What is needed:
The full set of records is to be reproduced verbatim.

Input data:
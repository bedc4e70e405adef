// Copyright (c) 2024-2026 Martin Schröder <info@swedishembedded.com>
//
// SPDX-License-Identifier: Apache-2.0
use ledit_model::Usage;

/// Events emitted by the engine during a query.  Consumers (CLI, a future
/// TUI) subscribe to drive their output; the engine never holds a
/// back-reference to its front-end.
#[derive(Debug, Clone)]
pub enum EngineEvent {
    /// A sanitized text chunk streamed from the model
    TextDelta(String),
    /// The full assistant text for one iteration, after streaming finished
    TextComplete(String),
    /// A tool call is about to run
    ToolCallStarted {
        call_id: String,
        tool_name: String,
        arguments: String,
    },
    /// A tool call finished
    ToolCallFinished {
        call_id: String,
        tool_name: String,
        output: String,
        is_error: bool,
    },
    /// Token usage for one completed model call, plus session totals
    TokenUsage { turn: Usage, session: Usage },
    /// Old turns were pruned from the outbound context
    ContextPruned {
        tokens_before: usize,
        tokens_after: usize,
        aggressive: bool,
    },
    /// A loop guardrail injected a corrective reminder
    Reminder(String),
    /// The query finished (successfully or not)
    QueryComplete,
}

Output of the exercise:
repository bedc4e70e405adef
// Copyright (c) 2024-2026 Martin Schröder <info@swedishembedded.com>
//
// SPDX-License-Identifier: Apache-2.0
use ledit_model::Usage;

/// Events emitted by the engine during a query.  Consumers (CLI, a future
/// TUI) subscribe to drive their output; the engine never holds a
/// back-reference to its front-end.
#[derive(Debug, Clone)]
pub enum EngineEvent {
    /// A sanitized text chunk streamed from the model
    TextDelta(String),
    /// The full assistant text for one iteration, after streaming finished
    TextComplete(String),
    /// A tool call is about to run
    ToolCallStarted {
        call_id: String,
        tool_name: String,
        arguments: String,
    },
    /// A tool call finished
    ToolCallFinished {
        call_id: String,
        tool_name: String,
        output: String,
        is_error: bool,
    },
    /// Token usage for one completed model call, plus session totals
    TokenUsage { turn: Usage, session: Usage },
    /// Old turns were pruned from the outbound context
    ContextPruned {
        tokens_before: usize,
        tokens_after: usize,
        aggressive: bool,
    },
    /// A loop guardrail injected a corrective reminder
    Reminder(String),
    /// The query finished (successfully or not)
    QueryComplete,
}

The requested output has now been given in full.